**Supplied material:**
-- Opening Marker --

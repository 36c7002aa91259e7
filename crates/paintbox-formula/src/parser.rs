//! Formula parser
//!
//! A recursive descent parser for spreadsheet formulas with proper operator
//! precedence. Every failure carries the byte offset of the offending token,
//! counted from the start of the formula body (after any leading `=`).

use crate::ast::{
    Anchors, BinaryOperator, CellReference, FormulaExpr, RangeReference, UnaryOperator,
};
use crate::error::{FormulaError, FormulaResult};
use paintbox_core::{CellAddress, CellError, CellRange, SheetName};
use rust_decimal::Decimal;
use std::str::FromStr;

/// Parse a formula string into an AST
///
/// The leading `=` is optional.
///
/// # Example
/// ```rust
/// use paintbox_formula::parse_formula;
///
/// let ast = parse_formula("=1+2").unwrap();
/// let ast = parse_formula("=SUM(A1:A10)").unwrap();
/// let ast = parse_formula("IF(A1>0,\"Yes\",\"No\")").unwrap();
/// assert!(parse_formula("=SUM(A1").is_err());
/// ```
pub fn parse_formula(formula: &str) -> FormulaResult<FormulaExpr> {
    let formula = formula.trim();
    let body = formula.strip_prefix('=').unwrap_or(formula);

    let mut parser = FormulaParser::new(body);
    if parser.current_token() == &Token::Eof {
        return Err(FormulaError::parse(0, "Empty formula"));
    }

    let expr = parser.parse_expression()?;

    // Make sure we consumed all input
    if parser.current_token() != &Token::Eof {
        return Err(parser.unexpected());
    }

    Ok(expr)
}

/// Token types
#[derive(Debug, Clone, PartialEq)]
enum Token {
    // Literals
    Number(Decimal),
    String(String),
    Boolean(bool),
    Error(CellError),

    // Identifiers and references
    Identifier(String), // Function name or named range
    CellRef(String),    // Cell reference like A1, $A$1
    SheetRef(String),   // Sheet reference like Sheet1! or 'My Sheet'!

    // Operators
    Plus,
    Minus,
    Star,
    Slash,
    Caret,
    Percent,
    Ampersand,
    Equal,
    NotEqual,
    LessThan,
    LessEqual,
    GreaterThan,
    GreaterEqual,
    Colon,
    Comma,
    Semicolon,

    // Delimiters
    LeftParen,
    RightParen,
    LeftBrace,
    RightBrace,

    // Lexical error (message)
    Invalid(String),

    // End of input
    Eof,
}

-- Closing Marker --

**How to complete this task:**
Count every line above that holds the string "like" and give the total, nothing more.

**Exercise response:**
2